Crystal Rapid, Farmington River Connecticut, June 30th, 2008:






Stokers Rip (class III), Scantic River, Connecticut, July 6th, 2008:






Entering Zoar Gap (class III) Deerfield River, Massachusetts, July 19th, 2008:






Me after surviving my first class IV river. Ashuelot River, Hinsdale New Hampshire, August 6th:







Slot Drop at Roostertail Rapid, Farmington River, Connecticut, August 8th:






Salmon River Connecticut, September 27th, 2008:






In all we paddled the following rivers:

Connecticut:

Housatonic, Farmington, Willimantic, Scantic, Mount Hope, Still, Natchaug and the Salmon

Massachusetts:

Deerfield

New Hampshire:

Ashuelot, Pemmigawasett

New York:

Esopus Creek


----------



## deadheadskier (Nov 5, 2008)

How old is your sun? 6???  Amazing

I had a failed attempt entering the sport five years back, nearly drowned on the Casselman in PA at it's highest flood stage in 30 years.  I'd take on what your son is doing in a shredder with no problem.  Put me in a kayak and I'd cry like a dumped girl on prom night :lol:

Kudo's to you and welcome back.  Ya know, some of us still hang out and chat in the off season


----------



## loafer89 (Nov 5, 2008)

deadheadskier said:


> How old is your sun? 6??? Amazing
> 
> I had a failed attempt entering the sport five years back, nearly drowned on the Casselman in PA at it's highest flood stage in 30 years. I'd take on what your son is doing in a shredder with no problem. Put me in a kayak and I'd cry like a dumped girl on prom night :lol:
> 
> Kudo's to you and welcome back. Ya know, some of us still hang out and chat in the off season


 
My son is 8 years old, but it's a bit easier to paddle in inflatable kayaks and the learning curve is faster. It's still potentially dangerous though, but I am carefull with him.

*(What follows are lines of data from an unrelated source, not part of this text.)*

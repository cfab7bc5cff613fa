//! In-memory snapshot of known secret identifiers
//!
//! Position in the sequence is the numeric alias a caller may type instead
//! of the full identifier. The snapshot mirrors the last successful remote
//! listing and is only mutated locally to track writes and deletes the
//! remote store has not seen.

/// Ordered identifier list with alias lookup
#[derive(Debug, Clone, Default, PartialEq, Eq)]
pub struct LocalIndex {
    ids: Vec<String>,
    dirty: bool,
}

impl LocalIndex {
    /// Creates an index from a loaded snapshot
    #[must_use]
    pub fn new(ids: Vec<String>) -> Self {
        Self { ids, dirty: false }
    }

    /// Maps a token to an identifier
    ///
    /// A non-negative integer that addresses an entry yields that entry.
    /// Anything else, including out-of-range indices, is returned unchanged.
    #[must_use]
    pub fn resolve<'a>(&'a self, token: &'a str) -> &'a str {
        token
            .trim()
            .parse::<usize>()
            .ok()
            .and_then(|i| self.ids.get(i))
            .map_or(token, String::as_str)
    }

    /// Appends an identifier the remote store does not know about yet
    ///
    /// Returns `false` if it was already tracked.
    pub fn append(&mut self, id: &str) -> bool {
        if self.contains(id) {
            return false;
        }
        self.ids.push(id.to_string());
        self.dirty = true;
        true
    }

    /// Removes an identifier whose remote delete could not be confirmed
    ///
    /// Returns `false` if it was not tracked.
    pub fn remove(&mut self, id: &str) -> bool {
        let before = self.ids.len();
        self.ids.retain(|known| known != id);
        let removed = self.ids.len() != before;
        self.dirty |= removed;
        removed
    }

    /// Overwrites the snapshot with an authoritative remote listing
    ///
    /// Always marks the snapshot dirty so an unreadable cache file is rewritten.
    pub fn replace(&mut self, ids: Vec<String>) {
        self.ids = ids;
        self.dirty = true;
    }

    /// Whether the identifier is tracked
    #[must_use]
    pub fn contains(&self, id: &str) -> bool {
        self.ids.iter().any(|known| known == id)
    }

    /// Identifiers in alias order
    #[must_use]
    pub fn ids(&self) -> &[String] {
        &self.ids
    }

    /// Consumes the index, returning the identifiers
    #[must_use]
    pub fn into_ids(self) -> Vec<String> {
        self.ids
    }

    /// Number of tracked identifiers
    #[must_use]
    pub fn len(&self) -> usize {
        self.ids.len()
    }

    /// Whether the index is empty
    #[must_use]
    pub fn is_empty(&self) -> bool {
        self.ids.is_empty()
    }

    /// Whether the snapshot changed since it was loaded
    #[must_use]
    pub const fn is_dirty(&self) -> bool {
        self.dirty
    }
}
//! Google Cloud Secret Manager backend
//!
//! Native REST implementation of [`RemoteSecretStore`] against the Secret
//! Manager v1 API (`projects/{project}/secrets`). Every failure short of a
//! definitive 404 is reported as [`RemoteResult::Unavailable`], except a 409
//! on create, which means the identifier is taken.
//!
//! Identifiers and version selectors outside `[A-Za-z0-9_-]` never reach the
//! network; they are reported as [`RemoteResult::NotFound`].
//!
//! # Authentication
//!
//! An OAuth access token is taken, in order, from:
//!
//! 1. the `remote.access_token` setting
//! 2. the `GOOGLE_OAUTH_ACCESS_TOKEN` environment variable
//! 3. `gcloud auth print-access-token`
//!
//! The token is fetched once per process.

use std::process::Stdio;
use std::time::Duration;

use async_trait::async_trait;
use base64::Engine as _;
use base64::engine::general_purpose::STANDARD as BASE64;
use reqwest::{Client, RequestBuilder, Response, StatusCode};
use secrecy::{ExposeSecret, SecretString};
use serde::de::DeserializeOwned;
use serde::{Deserialize, Serialize};
use tokio::process::Command;
use tokio::sync::OnceCell;
use tracing::{debug, warn};

use crate::config::RemoteSettings;
use crate::error::{SecretError, SecretResult};
use crate::models::{SecretVersion, is_valid_secret_id};

use super::remote::{CreateStatus, RemoteResult, RemoteSecretStore};

/// Environment variable holding a ready-made access token
pub const ACCESS_TOKEN_ENV: &str = "GOOGLE_OAUTH_ACCESS_TOKEN";

const PAGE_SIZE: u32 = 250;

/// Where the access token comes from
#[derive(Debug, Clone)]
pub enum TokenSource {
    /// A fixed token
    Static(SecretString),
    /// `gcloud auth print-access-token`
    Gcloud,
}

impl TokenSource {
    /// Chooses a source from settings and the environment
    #[must_use]
    pub fn from_settings(settings: &RemoteSettings) -> Self {
        settings
            .access_token
            .clone()
            .filter(|t| !t.trim().is_empty())
            .or_else(|| std::env::var(ACCESS_TOKEN_ENV).ok().filter(|t| !t.trim().is_empty()))
            .map_or(Self::Gcloud, |t| Self::Static(SecretString::from(t)))
    }

    async fn fetch(&self) -> Result<SecretString, String> {
        match self {
            Self::Static(token) => Ok(token.clone()),
            Self::Gcloud => {
                let output = Command::new("gcloud")
                    .args(["auth", "print-access-token"])
                    .stdin(Stdio::null())
                    .output()
                    .await
                    .map_err(|e| format!("Failed to run gcloud: {e}"))?;

                if !output.status.success() {
                    let stderr = String::from_utf8_lossy(&output.stderr);
                    return Err(format!("gcloud auth failed: {}", stderr.trim()));
                }

                let token = String::from_utf8_lossy(&output.stdout).trim().to_string();
                if token.is_empty() {
                    return Err("gcloud returned an empty access token".into());
                }
                Ok(SecretString::from(token))
            }
        }
    }
}

#[derive(Debug, Deserialize)]
#[serde(rename_all = "camelCase")]
struct ListSecretsResponse {
    #[serde(default)]
    secrets: Vec<SecretResource>,
    next_page_token: Option<String>,
}

#[derive(Debug, Deserialize)]
struct SecretResource {
    name: String,
}

#[derive(Debug, Serialize)]
struct CreateSecretRequest {
    replication: Replication,
}

#[derive(Debug, Serialize)]
struct Replication {
    automatic: AutomaticReplication,
}

#[derive(Debug, Serialize)]
struct AutomaticReplication {}

#[derive(Debug, Serialize)]
struct AddVersionRequest {
    payload: SecretPayload,
}

#[derive(Debug, Serialize, Deserialize)]
struct SecretPayload {
    #[serde(default)]
    data: String,
}

#[derive(Debug, Deserialize)]
struct SecretVersionResource {
    name: String,
}

#[derive(Debug, Deserialize)]
struct AccessSecretVersionResponse {
    payload: Option<SecretPayload>,
}

/// Secret Manager REST client bound to one project
pub struct GcpSecretManager {
    client: Client,
    endpoint: String,
    project_id: String,
    token_source: TokenSource,
    token: OnceCell<Result<SecretString, String>>,
}

impl std::fmt::Debug for GcpSecretManager {
    fn fmt(&self, f: &mut std::fmt::Formatter<'_>) -> std::fmt::Result {
        f.debug_struct("GcpSecretManager")
            .field("endpoint", &self.endpoint)
            .field("project_id", &self.project_id)
            .finish_non_exhaustive()
    }
}

impl GcpSecretManager {
    /// Creates a client for `project_id`
    ///
    /// # Errors
    /// Returns `SecretError::RemoteClient` if the HTTP client cannot be built.
    pub fn new(
        project_id: impl Into<String>,
        settings: &RemoteSettings,
        token_source: TokenSource,
    ) -> SecretResult<Self> {
        let client = Client::builder()
            .timeout(Duration::from_secs(settings.timeout_secs.max(1)))
            .build()
            .map_err(|e| SecretError::RemoteClient(e.to_string()))?;

        Ok(Self {
            client,
            endpoint: settings.endpoint.trim_end_matches('/').to_string(),
            project_id: project_id.into(),
            token_source,
            token: OnceCell::new(),
        })
    }

    fn secrets_url(&self) -> String {
        format!("{}/projects/{}/secrets", self.endpoint, self.project_id)
    }

    /// URL of one secret, or `None` if `id` is not a plain path segment
    fn secret_url(&self, id: &str) -> Option<String> {
        if is_valid_secret_id(id) {
            Some(format!("{}/{id}", self.secrets_url()))
        } else {
            debug!(secret_id = %id, "Rejected identifier outside [A-Za-z0-9_-]");
            None
        }
    }

    /// Reduces `projects/{p}/secrets/{id}` to `{id}`
    fn short_name(name: &str) -> &str {
        name.rsplit_once("/secrets/").map_or(name, |(_, id)| id)
    }

    async fn authorize(&self, request: RequestBuilder) -> Result<RequestBuilder, String> {
        let token = self
            .token
            .get_or_init(|| self.token_source.fetch())
            .await
            .clone()?;
        Ok(request.bearer_auth(token.expose_secret()))
    }

    /// Authorizes and sends a request; any HTTP status counts as an answer
    async fn execute(&self, request: RequestBuilder) -> Result<Response, String> {
        let request = self.authorize(request).await.map_err(|reason| {
            warn!(error = %reason, "No access token for remote store");
            reason
        })?;

        request.send().await.map_err(|e| {
            warn!(error = %e, "Remote store unreachable");
            e.to_string()
        })
    }

    async fn classify(response: Response) -> RemoteResult<Response> {
        let status = response.status();
        if status.is_success() {
            return RemoteResult::Found(response);
        }
        if status == StatusCode::NOT_FOUND {
            return RemoteResult::NotFound;
        }

        let body = response.text().await.unwrap_or_default();
        warn!(%status, "Remote store rejected request");
        debug!(body = %body, "Remote store error body");
        RemoteResult::Unavailable(format!("HTTP {status}"))
    }

    /// Sends a request, classifying the response
    async fn send(&self, request: RequestBuilder) -> RemoteResult<Response> {
        match self.execute(request).await {
            Ok(response) => Self::classify(response).await,
            Err(reason) => RemoteResult::Unavailable(reason),
        }
    }

    async fn send_json<T: DeserializeOwned>(&self, request: RequestBuilder) -> RemoteResult<T> {
        match self.send(request).await {
            RemoteResult::Found(response) => match response.json::<T>().await {
                Ok(body) => RemoteResult::Found(body),
                Err(e) => RemoteResult::Unavailable(format!("Malformed response: {e}")),
            },
            RemoteResult::NotFound => RemoteResult::NotFound,
            RemoteResult::Unavailable(reason) => RemoteResult::Unavailable(reason),
        }
    }
}

#[async_trait]
impl RemoteSecretStore for GcpSecretManager {
    fn store_id(&self) -> &'static str {
        "gcp-secret-manager"
    }

    async fn list(&self) -> RemoteResult<Vec<String>> {
        let mut ids = Vec::new();
        let mut page_token: Option<String> = None;

        loop {
            let mut request = self
                .client
                .get(self.secrets_url())
                .query(&[("pageSize", PAGE_SIZE.to_string())]);
            if let Some(ref token) = page_token {
                request = request.query(&[("pageToken", token)]);
            }

            let page = match self.send_json::<ListSecretsResponse>(request).await {
                RemoteResult::Found(page) => page,
                RemoteResult::NotFound => {
                    return RemoteResult::Unavailable(format!(
                        "project {} not found",
                        self.project_id
                    ));
                }
                RemoteResult::Unavailable(reason) => return RemoteResult::Unavailable(reason),
            };

            ids.extend(
                page.secrets
                    .iter()
                    .map(|s| Self::short_name(&s.name).to_string()),
            );

            match page.next_page_token.filter(|t| !t.is_empty()) {
                Some(next) => page_token = Some(next),
                None => break,
            }
        }

        debug!(count = ids.len(), "Listed remote secrets");
        RemoteResult::Found(ids)
    }

    async fn exists(&self, id: &str) -> RemoteResult<()> {
        let Some(url) = self.secret_url(id) else {
            return RemoteResult::NotFound;
        };
        self.send(self.client.get(url)).await.map(|_| ())
    }

    async fn create(&self, id: &str) -> RemoteResult<CreateStatus> {
        if !is_valid_secret_id(id) {
            return RemoteResult::NotFound;
        }
        let body = CreateSecretRequest {
            replication: Replication {
                automatic: AutomaticReplication {},
            },
        };
        let request = self
            .client
            .post(self.secrets_url())
            .query(&[("secretId", id)])
            .json(&body);

        match self.execute(request).await {
            Ok(response) if response.status() == StatusCode::CONFLICT => {
                debug!(secret_id = %id, "Remote store reports the identifier as taken");
                RemoteResult::Found(CreateStatus::AlreadyExists)
            }
            Ok(response) => Self::classify(response).await.map(|_| CreateStatus::Created),
            Err(reason) => RemoteResult::Unavailable(reason),
        }
    }

    async fn add_version(&self, id: &str, value: &str) -> RemoteResult<String> {
        let Some(url) = self.secret_url(id) else {
            return RemoteResult::NotFound;
        };
        let body = AddVersionRequest {
            payload: SecretPayload {
                data: BASE64.encode(value.as_bytes()),
            },
        };
        let request = self
            .client
            .post(format!("{url}:addVersion"))
            .json(&body);
        self.send_json::<SecretVersionResource>(request)
            .await
            .map(|v| v.name)
    }

    async fn access_version(&self, id: &str, version: &SecretVersion) -> RemoteResult<String> {
        let Some(secret_url) = self.secret_url(id).filter(|_| version.is_valid()) else {
            return RemoteResult::NotFound;
        };
        let url = format!("{secret_url}/versions/{version}:access");
        let response = match self
            .send_json::<AccessSecretVersionResponse>(self.client.get(url))
            .await
        {
            RemoteResult::Found(response) => response,
            RemoteResult::NotFound => return RemoteResult::NotFound,
            RemoteResult::Unavailable(reason) => return RemoteResult::Unavailable(reason),
        };

        let Some(payload) = response.payload.filter(|p| !p.data.is_empty()) else {
            return RemoteResult::NotFound;
        };

        match BASE64.decode(payload.data.as_bytes()) {
            Ok(bytes) => match String::from_utf8(bytes) {
                Ok(value) if !value.is_empty() => RemoteResult::Found(value),
                Ok(_) => RemoteResult::NotFound,
                Err(e) => RemoteResult::Unavailable(format!("Payload is not UTF-8: {e}")),
            },
            Err(e) => RemoteResult::Unavailable(format!("Payload is not base64: {e}")),
        }
    }

    async fn delete(&self, id: &str) -> RemoteResult<()> {
        let Some(url) = self.secret_url(id) else {
            return RemoteResult::NotFound;
        };
        self.send(self.client.delete(url)).await.map(|_| ())
    }
}
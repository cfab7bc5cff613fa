//! Application settings persisted as TOML

use std::path::PathBuf;

use serde::{Deserialize, Serialize};

/// Default REST endpoint of the remote secret service
pub const DEFAULT_REMOTE_ENDPOINT: &str = "https://secretmanager.googleapis.com/v1";

/// Default request timeout for remote calls, in seconds
pub const DEFAULT_REMOTE_TIMEOUT_SECS: u64 = 15;

/// Default delete confirmation window, in seconds
pub const DEFAULT_DELETE_COUNTDOWN_SECS: u64 = 20;

/// Top-level settings
#[derive(Debug, Clone, Default, PartialEq, Eq, Serialize, Deserialize)]
#[serde(default)]
pub struct AppSettings {
    /// Remote project (account) identifier; also scopes the keyring namespaces
    pub project_id: Option<String>,
    /// Override for the index cache file location
    pub cache_path: Option<PathBuf>,
    /// Remote service settings
    pub remote: RemoteSettings,
    /// Delete confirmation settings
    pub delete: DeleteSettings,
    /// Logging settings
    pub logging: LoggingSettings,
}

impl AppSettings {
    /// Returns the configured project id, ignoring blank values
    #[must_use]
    pub fn project_id(&self) -> Option<&str> {
        self.project_id
            .as_deref()
            .map(str::trim)
            .filter(|id| !id.is_empty())
    }
}

/// Remote secret service settings
#[derive(Debug, Clone, PartialEq, Eq, Serialize, Deserialize)]
#[serde(default)]
pub struct RemoteSettings {
    /// Base URL of the REST API
    pub endpoint: String,
    /// Per-request timeout in seconds
    pub timeout_secs: u64,
    /// Static OAuth access token. Prefer the environment or `gcloud`.
    pub access_token: Option<String>,
}

impl Default for RemoteSettings {
    fn default() -> Self {
        Self {
            endpoint: DEFAULT_REMOTE_ENDPOINT.to_string(),
            timeout_secs: DEFAULT_REMOTE_TIMEOUT_SECS,
            access_token: None,
        }
    }
}

/// Delete confirmation settings
#[derive(Debug, Clone, PartialEq, Eq, Serialize, Deserialize)]
#[serde(default)]
pub struct DeleteSettings {
    /// Length of the cancellable countdown before a delete proceeds
    pub countdown_secs: u64,
}

impl Default for DeleteSettings {
    fn default() -> Self {
        Self {
            countdown_secs: DEFAULT_DELETE_COUNTDOWN_SECS,
        }
    }
}

/// Log destination named in `[logging] output`
#[derive(Debug, Clone, Copy, PartialEq, Eq, Default, Serialize, Deserialize)]
#[serde(rename_all = "lowercase")]
pub enum LogOutput {
    /// Standard error
    #[default]
    Stderr,
    /// Standard output
    Stdout,
    /// `[logging] file`, or `gsecret.log` in the configuration directory
    File,
}

/// Logging settings
#[derive(Debug, Clone, PartialEq, Eq, Serialize, Deserialize)]
#[serde(default)]
pub struct LoggingSettings {
    /// Level used when no verbosity flag is given
    pub level: String,
    /// Destination
    pub output: LogOutput,
    /// Log file; setting it implies file output
    pub file: Option<PathBuf>,
    /// `EnvFilter` directive replacing the level-derived one
    pub filter: Option<String>,
}

impl LoggingSettings {
    /// Whether logs go to a file
    #[must_use]
    pub fn logs_to_file(&self) -> bool {
        self.output == LogOutput::File || self.file.is_some()
    }
}

impl Default for LoggingSettings {
    fn default() -> Self {
        Self {
            level: "warn".to_string(),
            output: LogOutput::Stderr,
            file: None,
            filter: None,
        }
    }
}
use std::fmt;
use std::str::FromStr;

use tracing::debug;

use crate::confidence;
use crate::error::PredictionError;
use crate::outcome;
use crate::prediction::{AnalysisResult, Category, RawPrediction};
use crate::rating::{Rating, RatingWeights, compute_rating};
use crate::score::{ScoreDivisors, Scoreline, apply_draw_correction, project_scoreline};
use crate::stats::MatchStats;

const HEURISTIC_SCORE_CONFIDENCE_SHARE: f64 = 0.7;

/// The two prediction policies. A deployment picks exactly one.
#[derive(Debug, Clone, Copy, PartialEq, Eq, Hash, Default)]
pub enum PredictionEngine {
    /// Score first; winner and BTTS are read off the scoreline so they
    /// never contradict it.
    #[default]
    Consistent,
    /// Winner first from an overall rating gap including possession
    /// control; the scoreline is projected separately and can disagree
    /// with the winner call.
    Heuristic,
}

impl PredictionEngine {
    pub const ALL: [PredictionEngine; 2] = [PredictionEngine::Consistent, PredictionEngine::Heuristic];

    pub fn name(self) -> &'static str {
        match self {
            PredictionEngine::Consistent => "consistent",
            PredictionEngine::Heuristic => "heuristic",
        }
    }

    pub fn categories(self) -> &'static [Category] {
        match self {
            PredictionEngine::Consistent => &[
                Category::CorrectScore,
                Category::MatchWinner,
                Category::Btts,
                Category::Corners,
                Category::Fouls,
            ],
            PredictionEngine::Heuristic => &[Category::MatchWinner, Category::CorrectScore],
        }
    }

    pub fn compute_predictions(self, stats: &MatchStats) -> Result<AnalysisResult, PredictionError> {
        stats.validate()?;
        let raw = match self {
            PredictionEngine::Consistent => consistent_predictions(stats),
            PredictionEngine::Heuristic => heuristic_predictions(stats),
        };
        debug!(engine = self.name(), predictions = raw.len(), "predictions computed");
        Ok(confidence::finalize(raw))
    }
}

impl fmt::Display for PredictionEngine {
    fn fmt(&self, f: &mut fmt::Formatter<'_>) -> fmt::Result {
        f.write_str(self.name())
    }
}

impl FromStr for PredictionEngine {
    type Err = String;

    fn from_str(s: &str) -> Result<Self, Self::Err> {
        match s.trim().to_ascii_lowercase().as_str() {
            "consistent" | "score-first" => Ok(PredictionEngine::Consistent),
            "heuristic" | "winner-first" => Ok(PredictionEngine::Heuristic),
            other => Err(format!(
                "unknown prediction engine {other:?} (expected \"consistent\" or \"heuristic\")"
            )),
        }
    }
}

pub fn compute_predictions(
    engine: PredictionEngine,
    stats: &MatchStats,
) -> Result<AnalysisResult, PredictionError> {
    engine.compute_predictions(stats)
}

/// Ratings and projected score behind a consistent-engine result.
#[derive(Debug, Clone, Copy, PartialEq)]
pub struct ScoreFirstProjection {
    pub rating_a: Rating,
    pub rating_b: Rating,
    pub strength_difference: f64,
    pub score: Scoreline,
}

pub fn project_score_first(stats: &MatchStats) -> ScoreFirstProjection {
    let rating_a = compute_rating(&stats.team_a, &RatingWeights::CONSISTENT);
    let rating_b = compute_rating(&stats.team_b, &RatingWeights::CONSISTENT);
    let strength_difference = rating_a.net() - rating_b.net();

    let score = project_scoreline(&rating_a, &rating_b, ScoreDivisors::CONSISTENT);
    let score = apply_draw_correction(score, strength_difference, rating_a.attack, rating_b.attack);

    ScoreFirstProjection {
        rating_a,
        rating_b,
        strength_difference,
        score,
    }
}

fn consistent_predictions(stats: &MatchStats) -> Vec<(Category, RawPrediction)> {
    let p = project_score_first(stats);
    let diff = p.strength_difference;

    let correct_score = RawPrediction::new(
        p.score.to_string(),
        60.0 - diff.abs(),
        "Scoreline projected from each team's calculated attack rating versus the opponent's defensive rating.",
    );

    vec![
        (Category::CorrectScore, correct_score),
        (Category::MatchWinner, outcome::winner_from_score(p.score, diff)),
        (
            Category::Btts,
            outcome::btts_from_score(p.score, p.rating_a.attack, p.rating_b.attack),
        ),
        (
            Category::Corners,
            outcome::corners(stats.team_a.corners, stats.team_b.corners),
        ),
        (
            Category::Fouls,
            outcome::fouls(stats.team_a.fouls, stats.team_b.fouls),
        ),
    ]
}

fn heuristic_predictions(stats: &MatchStats) -> Vec<(Category, RawPrediction)> {
    let rating_a = compute_rating(&stats.team_a, &RatingWeights::HEURISTIC);
    let rating_b = compute_rating(&stats.team_b, &RatingWeights::HEURISTIC);

    let winner = outcome::winner_from_ratings(&rating_a, &rating_b);

    // Projected independently of the winner call; the two may disagree.
    let score = project_scoreline(&rating_a, &rating_b, ScoreDivisors::HEURISTIC);
    let correct_score = RawPrediction::new(
        score.to_string(),
        winner.confidence * HEURISTIC_SCORE_CONFIDENCE_SHARE,
        "Goals projected from each side's attack rating against the opponent's defensive rating, independent of the winner call.",
    );

    vec![
        (Category::MatchWinner, winner),
        (Category::CorrectScore, correct_score),
    ]
}
use crate::stats::TeamStats;

/// Linear weights turning raw per-game stats into ratings.
#[derive(Debug, Clone, Copy, PartialEq)]
pub struct RatingWeights {
    pub goals: f64,
    pub shots_on_target: f64,
    pub possession: f64,
    pub conceded: f64,
    pub fouls: f64,
    // Adds the centred possession term as a separate `control` rating.
    pub with_control: bool,
}

impl RatingWeights {
    /// Possession folded straight into attack.
    pub const CONSISTENT: RatingWeights = RatingWeights {
        goals: 1.8,
        shots_on_target: 0.25,
        possession: 1.0 / 20.0,
        conceded: 1.8,
        fouls: 0.15,
        with_control: false,
    };

    pub const HEURISTIC: RatingWeights = RatingWeights {
        goals: 1.5,
        shots_on_target: 0.3,
        possession: 0.0,
        conceded: 1.2,
        fouls: 0.1,
        with_control: true,
    };
}

#[derive(Debug, Clone, Copy, PartialEq)]
pub struct Rating {
    pub attack: f64,
    pub defense: f64,
    pub control: Option<f64>,
}

impl Rating {
    pub fn net(&self) -> f64 {
        self.attack - self.defense
    }

    pub fn control_or_zero(&self) -> f64 {
        self.control.unwrap_or(0.0)
    }
}

pub fn compute_rating(stats: &TeamStats, w: &RatingWeights) -> Rating {
    let attack = stats.goals * w.goals
        + stats.shots_on_target * w.shots_on_target
        + stats.possession * w.possession;
    let defense = stats.conceded * w.conceded + stats.fouls * w.fouls;
    let control = w.with_control.then(|| control_rating(stats.possession));
    Rating {
        attack,
        defense,
        control,
    }
}

/// 50% possession is neutral; every 10 points either way is one unit.
pub fn control_rating(possession: f64) -> f64 {
    (possession - 50.0) / 10.0
}
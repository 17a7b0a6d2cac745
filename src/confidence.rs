use crate::prediction::{AnalysisResult, Category, Prediction, RawPrediction};

pub const MIN_CONFIDENCE: u8 = 45;
pub const MAX_CONFIDENCE: u8 = 95;

pub fn normalize_confidence(raw: f64) -> u8 {
    if raw.is_nan() {
        return MIN_CONFIDENCE;
    }
    raw.clamp(MIN_CONFIDENCE as f64, MAX_CONFIDENCE as f64).round() as u8
}

/// Final pass over a fully computed set of predictions. Consumes the raw
/// entries and hands back an immutable result.
pub fn finalize(raw: Vec<(Category, RawPrediction)>) -> AnalysisResult {
    let entries = raw
        .into_iter()
        .map(|(category, p)| {
            let prediction = Prediction {
                outcome: p.outcome,
                confidence: normalize_confidence(p.confidence),
                analysis: p.analysis,
            };
            (category, prediction)
        })
        .collect();
    AnalysisResult::from_entries(entries)
}

/// Runs the normalizer again over an already finished result.
pub fn renormalize(result: &AnalysisResult) -> AnalysisResult {
    let entries = result
        .iter()
        .map(|(category, p)| {
            let prediction = Prediction {
                confidence: normalize_confidence(p.confidence as f64),
                ..p.clone()
            };
            (category, prediction)
        })
        .collect();
    AnalysisResult::from_entries(entries)
}
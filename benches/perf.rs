use criterion::{Criterion, criterion_group, criterion_main};
use std::hint::black_box;

use match_insight::api;
use match_insight::{MatchStats, PredictionEngine, TeamStats};

fn sample_stats() -> MatchStats {
    MatchStats {
        team_a: TeamStats {
            goals: 2.4,
            shots_on_target: 7.1,
            possession: 61.0,
            conceded: 0.7,
            fouls: 9.2,
            corners: 5.0,
        },
        team_b: TeamStats {
            goals: 0.8,
            shots_on_target: 2.9,
            possession: 42.0,
            conceded: 1.9,
            fouls: 13.4,
            corners: 7.0,
        },
    }
}

fn bench_engines(c: &mut Criterion) {
    let stats = sample_stats();
    for engine in PredictionEngine::ALL {
        c.bench_function(&format!("compute_{engine}"), |b| {
            b.iter(|| {
                let result = engine.compute_predictions(black_box(&stats)).unwrap();
                black_box(result.len());
            })
        });
    }
}

fn bench_json_boundary(c: &mut Criterion) {
    c.bench_function("handle_predict_json", |b| {
        b.iter(|| {
            let resp = api::handle_predict(PredictionEngine::Consistent, black_box(REQUEST_JSON));
            black_box(resp.status);
        })
    });
}

criterion_group!(perf, bench_engines, bench_json_boundary);
criterion_main!(perf);

static REQUEST_JSON: &str = include_str!("../tests/fixtures/strong_home.json");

According to www.americanwhitewater.com the Casselman is a beginner/intermediate river, but any river at flood stage can be dangerous. We paddled the Housatonic this June at 2,600cfs, when a normal flow is 650cfs.


----------



## Greg (Nov 6, 2008)

Warren is quite the adventurer. Very cool.


----------



## deadheadskier (Nov 6, 2008)

loafer89 said:


> My son is 8 years old, but it's a bit easier to paddle in inflatable kayaks and the learning curve is faster. It's still potentially dangerous though, but I am carefull with him.
> 
> According to www.americanwhitewater.com the Casselman is a beginner/intermediate river, but any river at flood stage can be dangerous. We paddled the Housatonic this June at 2,600cfs, when a normal flow is 650cfs.



Yes normally a class 2/3 run, but on this day the waves were a solid 4/5 feet and the river had burst its banks by 50+ feet inland on either side.  I was my third time in a boat, I had no knowledge of how to roll or even wet exit.  The guy taking me was a rep for Liquid Logic who was friends with my gf.  I made it about a quarter mile down stream before a wave flipped me.  Instinct got me out of the boat and I was able to swim from tree to tree to get eventually make it out.  Only been back in a boat once since and that was on flat water, though I've gone on whitewater in a raft a few times.  For some reason, I like the balance point of being on my knees better than sitting down and at the hips.  Maybe someday I'll give it a shot again.


----------



## severine (Nov 6, 2008)

Very cool!  I've kayaked on calm waters in Indian Lake,NY and White Memorial (Litchfield, CT) but nothing more than that. Always wanted to get into the sport but there's only so much money we can spend on equipment. I'm hoping when the kids are older, we can get into it more since my father-in-law has a small fleet of kayaks for his business and has said we can use them.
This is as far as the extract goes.